Graph x^2-4x+3. My question: 1) is -4x a slope? I'm trying to graph this equation w/out using a calculator or plugging in points. Thanks!
You might try completing the square, this should make it clear how it relates to the graph of the good old y=x^2.
No, "-4x" is not a slope. The slope of a line is a number. If y= mx+ b then the slope is the number m. In the example given, y=x^{2}- 4x+ 3, the graph is not a line and so doesn't have a slope. One definition of "derivative" is that the derivative, at any given value of x, is the slope of the tangent line.

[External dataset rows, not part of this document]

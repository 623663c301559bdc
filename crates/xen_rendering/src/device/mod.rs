//! # Graphics Device Contract
//!
//! The driver surface the engine core talks to. Calls follow the classic
//! immediate-mode driver model:
//!
//! ```text
//! create_*()  -> names (ids), no error return
//! bind/draw   -> side effects, no error return
//! check_error -> first error raised since the last check (sticky, then cleared)
//! ```
//!
//! A device is NOT `Send`: it lives and dies on the thread that created the
//! context. Other threads reach it only through queued commands.

mod headless;
#[cfg(feature = "wgpu")]
mod wgpu_device;

pub use headless::{DeviceCall, HeadlessDevice};
#[cfg(feature = "wgpu")]
pub use wgpu_device::WgpuDevice;

use std::time::Duration;

use xen_core::{BufferId, FramebufferId, GpuResource, ResourceReleaser, TextureId};

use crate::error::DeviceError;

/// Pixel format of a texture.
#[derive(Clone, Copy, Debug, PartialEq, Eq, Hash)]
pub enum TextureFormat {
    /// 8-bit sRGB color with alpha.
    Rgba8,
    /// 16-bit float HDR color.
    Rgba16Float,
    /// 32-bit float depth.
    Depth32Float,
}

impl TextureFormat {
    /// Returns true for depth formats.
    #[must_use]
    pub const fn is_depth(self) -> bool {
        matches!(self, Self::Depth32Float)
    }
}

/// Size and format of a 2D texture.
#[derive(Clone, Copy, Debug, PartialEq, Eq, Hash)]
pub struct TextureDesc {
    /// Width in texels.
    pub width: u32,
    /// Height in texels.
    pub height: u32,
    /// Pixel format.
    pub format: TextureFormat,
}

impl TextureDesc {
    /// HDR color target.
    #[must_use]
    pub const fn color(width: u32, height: u32) -> Self {
        Self {
            width,
            height,
            format: TextureFormat::Rgba16Float,
        }
    }

    /// Depth target.
    #[must_use]
    pub const fn depth(width: u32, height: u32) -> Self {
        Self {
            width,
            height,
            format: TextureFormat::Depth32Float,
        }
    }
}

/// Texture binding point.
#[derive(Clone, Copy, Debug, PartialEq, Eq, Hash)]
pub enum TextureTarget {
    /// Regular 2D texture.
    Texture2D,
    /// Cube map (environment, shadow cubes).
    CubeMap,
}

/// Framebuffer attachment point.
#[derive(Clone, Copy, Debug, PartialEq, Eq, Hash)]
pub enum Attachment {
    /// Color attachment `n`.
    Color(u8),
    /// Depth attachment.
    Depth,
}

/// Primitive assembly mode for indexed draws.
#[derive(Clone, Copy, Debug, PartialEq, Eq)]
pub enum PrimitiveMode {
    /// Independent triangles.
    Triangles,
    /// Triangle strip.
    TriangleStrip,
    /// Independent lines.
    Lines,
}

/// Width of each index.
#[derive(Clone, Copy, Debug, PartialEq, Eq)]
pub enum IndexType {
    /// 16-bit indices.
    U16,
    /// 32-bit indices.
    U32,
}

impl IndexType {
    /// Bytes per index.
    #[must_use]
    pub const fn size(self) -> usize {
        match self {
            Self::U16 => 2,
            Self::U32 => 4,
        }
    }
}

/// Viewport rectangle in pixels.
#[derive(Clone, Copy, Debug, Default, PartialEq, Eq)]
pub struct Viewport {
    /// Left edge.
    pub x: u32,
    /// Bottom edge.
    pub y: u32,
    /// Width.
    pub width: u32,
    /// Height.
    pub height: u32,
}

impl Viewport {
    /// Full-surface viewport.
    #[must_use]
    pub const fn full(width: u32, height: u32) -> Self {
        Self {
            x: 0,
            y: 0,
            width,
            height,
        }
    }
}

/// Object and draw counters a device keeps for overlays and tests.
#[derive(Clone, Copy, Debug, Default, PartialEq, Eq)]
pub struct DeviceStats {
    /// Live buffers.
    pub buffers: usize,
    /// Live textures.
    pub textures: usize,
    /// Live framebuffers.
    pub framebuffers: usize,
    /// Draw calls issued since creation.
    pub draw_calls: u64,
}

impl DeviceStats {
    /// All live objects.
    #[must_use]
    pub const fn live_objects(&self) -> usize {
        self.buffers + self.textures + self.framebuffers
    }
}

/// The driver contract.
///
/// Also a [`ResourceReleaser`], so a device can be handed straight to
/// [`StateBuffer::cleanup`](xen_core::StateBuffer::cleanup).
pub trait GraphicsDevice: ResourceReleaser {
    /// Backend name (for logs).
    fn name(&self) -> &str;

    /// Generates `count` buffer names.
    fn create_buffers(&mut self, count: usize) -> Vec<BufferId>;

    /// Replaces the contents of `buffer`.
    fn upload_buffer(&mut self, buffer: BufferId, data: &[u8]);

    /// Deletes buffers. Unknown names are ignored.
    fn delete_buffers(&mut self, buffers: &[BufferId]);

    /// Creates `count` textures with the given storage.
    fn create_textures(&mut self, count: usize, desc: TextureDesc) -> Vec<TextureId>;

    /// Binds `texture` to `target`.
    fn bind_texture(&mut self, texture: TextureId, target: TextureTarget);

    /// Deletes textures. Unknown names are ignored.
    fn delete_textures(&mut self, textures: &[TextureId]);

    /// Generates `count` framebuffer names.
    fn create_framebuffers(&mut self, count: usize) -> Vec<FramebufferId>;

    /// Attaches `texture` to `framebuffer` at `attachment`.
    fn attach_texture(&mut self, framebuffer: FramebufferId, attachment: Attachment, texture: TextureId);

    /// Binds `framebuffer`, or the default framebuffer with `None`.
    fn bind_framebuffer(&mut self, framebuffer: Option<FramebufferId>);

    /// Deletes framebuffers. Unknown names are ignored.
    fn delete_framebuffers(&mut self, framebuffers: &[FramebufferId]);

    /// Sets the viewport.
    fn set_viewport(&mut self, viewport: Viewport);

    /// Clears the bound framebuffer's color (and depth) attachments.
    fn clear(&mut self, color: [f32; 4]);

    /// Draws `count` indices from the bound index buffer starting at byte `offset`.
    fn draw_elements(&mut self, mode: PrimitiveMode, count: u32, index_type: IndexType, offset: usize);

    /// Starts a GPU timer query.
    fn begin_timer_query(&mut self);

    /// Ends the timer query and waits for the result. The only blocking
    /// readback in the frame. `None` if no query was started.
    fn end_timer_query(&mut self) -> Option<Duration>;

    /// Returns (and clears) the first error raised since the last check.
    fn check_error(&mut self) -> Option<DeviceError>;

    /// Current object and draw counters.
    fn stats(&self) -> DeviceStats;
}

/// Dispatches a [`GpuResource`] to the matching delete call.
pub fn release_resource<D: GraphicsDevice + ?Sized>(device: &mut D, resource: GpuResource) {
    match resource {
        GpuResource::Buffer(id) => device.delete_buffers(&[id]),
        GpuResource::Texture(id) => device.delete_textures(&[id]),
        GpuResource::Framebuffer(id) => device.delete_framebuffers(&[id]),
    }
}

You know that it looks like a parabola. Are you familiar with the vertex form of the equation for a parabola? If so then doing what shmoe suggested would help you graph it.
Well, I think it was in fifth grade where they taught me to make a list of x y values: x y= x^{2}- 4x+ 3 0 3 1 1- 4+ 3= 0 -1 1+ 4+ 3= 8 2 4- 8+ 3= -1 -2 4+ 8+ 3= 15 3 9- 12+ 3= 0 -3 9+ 12+3= 24 etc, mark the points (0,3), (1, 0), (-1, 8), (2, -1), (-2, 15), (3, 0), (-3, 24) and then draw a smooth curve through the points. Another method, that I think I didn't learn until 9th or 10th grade was to complete the square: if y= x^{2}- 4x+ 3= x^{2}- 4x+ 4- 4+ 3= (x- 2)^{2}- 1. The graph is a parabola with vertex (2, -1) opening upward.
i was looking through my math book, and it showed me how to graph it. it doesn't hurt to sound stupid sometimes. at least, you are learning something.